Para completar o quadro, tinha diante de si um crescimento explosivo da dívida pública, que se elevaria ainda mais diante de uma elevação da taxa real de juros, acentuando o crescimento das cotações do CDS e depreciando o real. Este era o diagnóstico de vários economistas – entre os quais eu me incluo –, sugerindo que nestas circunstâncias seria melhor manter a taxa de juros constante, mesmo com o custo de uma convergência mais lenta da inflação para a meta.

Mas o Banco Central nunca deu sinais de que aceitasse este diagnóstico. Ao contrário, talvez influenciado pela culpa de seus erros passados, vinha repetindo exaustivamente que não se contentaria com uma “meta implícita” de inflação mais elevada do que a meta oficial, e “faria o que fosse necessário” para trazer a inflação de volta a 4,5%. Estava disposto a pagar parte de seus pecados, numa tentativa de readquirir a credibilidade que lhe permitiria ancorar as expectativas de inflação em torno da meta de 4,5%, mesmo que com uma recessão mais profunda.

Surpreendentemente, contudo, na véspera da reunião do Copom, o presidente do Banco Central publicou uma nota à imprensa na qual indicou que seriam levadas em consideração as projeções do PIB realizadas pelo FMI, indicando uma queda de 3,8% em 2015 e uma nova queda de 3,5% em 2016. Para muitos, essas projeções não foram uma novidade, dado que os cenários sobre a recessão foram se tornando cada vez mais pessimistas com o passar dos meses, aproximando as suas projeções das do FMI.

A nota do FMI faz menção de que a desaceleração ocorre predominantemente nos mercados emergentes, incluindo a China e o Brasil, e em uma escala muito menor nos Estados Unidos, que vem sendo afetado pela queda do preço do petróleo. Mas está muito distante de indicar que estamos diante de um “tsunami” da economia mundial.

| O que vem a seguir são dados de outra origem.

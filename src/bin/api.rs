use advisor_orchestrator::{
    agent::Orchestrator,
    api::start_server,
    checkpoint::{CheckpointStore, InMemoryCheckpointStore, PostgresCheckpointStore},
    config::AppConfig,
    evaluator::{create_default_evaluator, Evaluator, OracleEvaluator},
    handlers::create_default_handlers,
    oracle::{GeminiOracle, ReasoningOracle},
    tools::{create_registry, FinancialApiClient},
};
use std::sync::Arc;
use tracing::{info, warn};
use tracing_subscriber::EnvFilter;

#[tokio::main]
async fn main() -> Result<(), Box<dyn std::error::Error>> {
    // Initialize tracing
    tracing_subscriber::fmt()
        .with_env_filter(
            EnvFilter::try_from_default_env().unwrap_or_else(|_| EnvFilter::new("info")),
        )
        .init();

    // Load .env + environment
    let config = AppConfig::from_env();

    let gemini_api_key = config.gemini_api_key.clone().unwrap_or_else(|| {
        warn!("GEMINI_API_KEY not set; oracle calls will fail until it is configured");
        String::new()
    });

    info!("Advisor Orchestrator - API Server");
    info!("Port: {}", config.port);
    info!("Model: {}", config.gemini_model);

    // Create components
    let oracle: Arc<dyn ReasoningOracle> =
        Arc::new(GeminiOracle::new(gemini_api_key, &config.gemini_model)?);

    let api = config.financial_api_url.as_deref().and_then(FinancialApiClient::new);
    if api.is_none() {
        warn!("No financial data service configured; tools answer offline");
    }
    let tools = create_registry(api, config.tool_timeout);
    let handlers = create_default_handlers(oracle.clone(), &tools);

    let evaluator: Box<dyn Evaluator> = if config.gemini_api_key.is_some() {
        Box::new(OracleEvaluator::new(oracle.clone()))
    } else {
        info!("Evaluator: rule-based");
        Box::new(create_default_evaluator())
    };

    let checkpoints: Box<dyn CheckpointStore> = match &config.database_url {
        Some(url) => match PostgresCheckpointStore::connect_lazy(url) {
            Ok(store) => Box::new(store),
            Err(e) => {
                warn!(
                    "Failed to initialize postgres checkpoints, falling back to in-memory: {}",
                    e
                );
                Box::new(InMemoryCheckpointStore::new())
            }
        },
        None => {
            info!("Checkpoint backend: in-memory");
            Box::new(InMemoryCheckpointStore::new())
        }
    };

    // Create orchestrator
    let orchestrator = Arc::new(
        Orchestrator::new(
            handlers,
            Arc::new(tools),
            evaluator,
            checkpoints,
        )
        .with_config(config.orchestrator),
    );

    info!(
        max_iterations = config.orchestrator.max_iterations,
        "Orchestrator initialized"
    );

    // Start API server
    start_server(orchestrator, config.port).await?;

    Ok(())
}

Na Europa, não há sinais claros de desaceleração, e Mario Draghi apressou-se em indicar que, se for necessário, aumentará o uso de instrumentos monetários não convencionais.

Em artigo recente, Olivier Blanchard (The price of oil, China and the stock market herding, Peterson Institute) nega que a queda de preços de petróleo e a desaceleração da China sejam suficientes para explicar o temor de uma desaceleração mundial mais forte, e dá um peso maior na explicação da atual volatilidade dos mercados a um movimento de manada.

Mohamed El Erian (The deeper causes of the global stocks rout, Bloomberg) concorda em geral com Blanchard, sugerindo que o aumento da volatilidade reflete a pouca disposição dos bancos centrais em intervir para reduzir a volatilidade, que é exacerbada pelo excesso de liquidez, e nega que isso seja causado predominantemente por sinais de uma desaceleração mais intensa do crescimento mundial.

O que teria visto o presidente do Banco Central que a maioria dos economistas brasileiros não viram? Da mesma forma como Draghi, Blanchard e El Erian não estão convencidos de que estamos diante de uma desaceleração mundial mais forte, capaz de explicar uma mudança de rumo tão abrupta às vésperas da reunião do Copom.

Tombini já havia mudado de ideia em 2011 quando, com uma inflação em crescimento e expectativas desancoradas, interrompeu um ciclo de elevação da Selic, reduzindo-a sob a alegação de que a crise mundial estaria entrando em um double dip, que nunca se materializou. Naquele episódio, deixou a suspeita de que tem uma preferência maior por agradar os atuais ocupantes do Palácio do Planalto do que por entregar a inflação na meta.

É inevitável, portanto, que tenha crescido a suspeita de que o Banco Central se curvou, novamente, a pressões de natureza política, mesmo em uma circunstância na qual muitos economistas considerassem acertada a manutenção da taxa Selic em 14,25%.

Infelizmente, isso tem um efeito devastador sobre a credibilidade na política monetária, levando a uma maior volatilidade nos preços dos ativos e ao pesado custo de que vamos ter de conviver com inflações elevadas por um extenso período.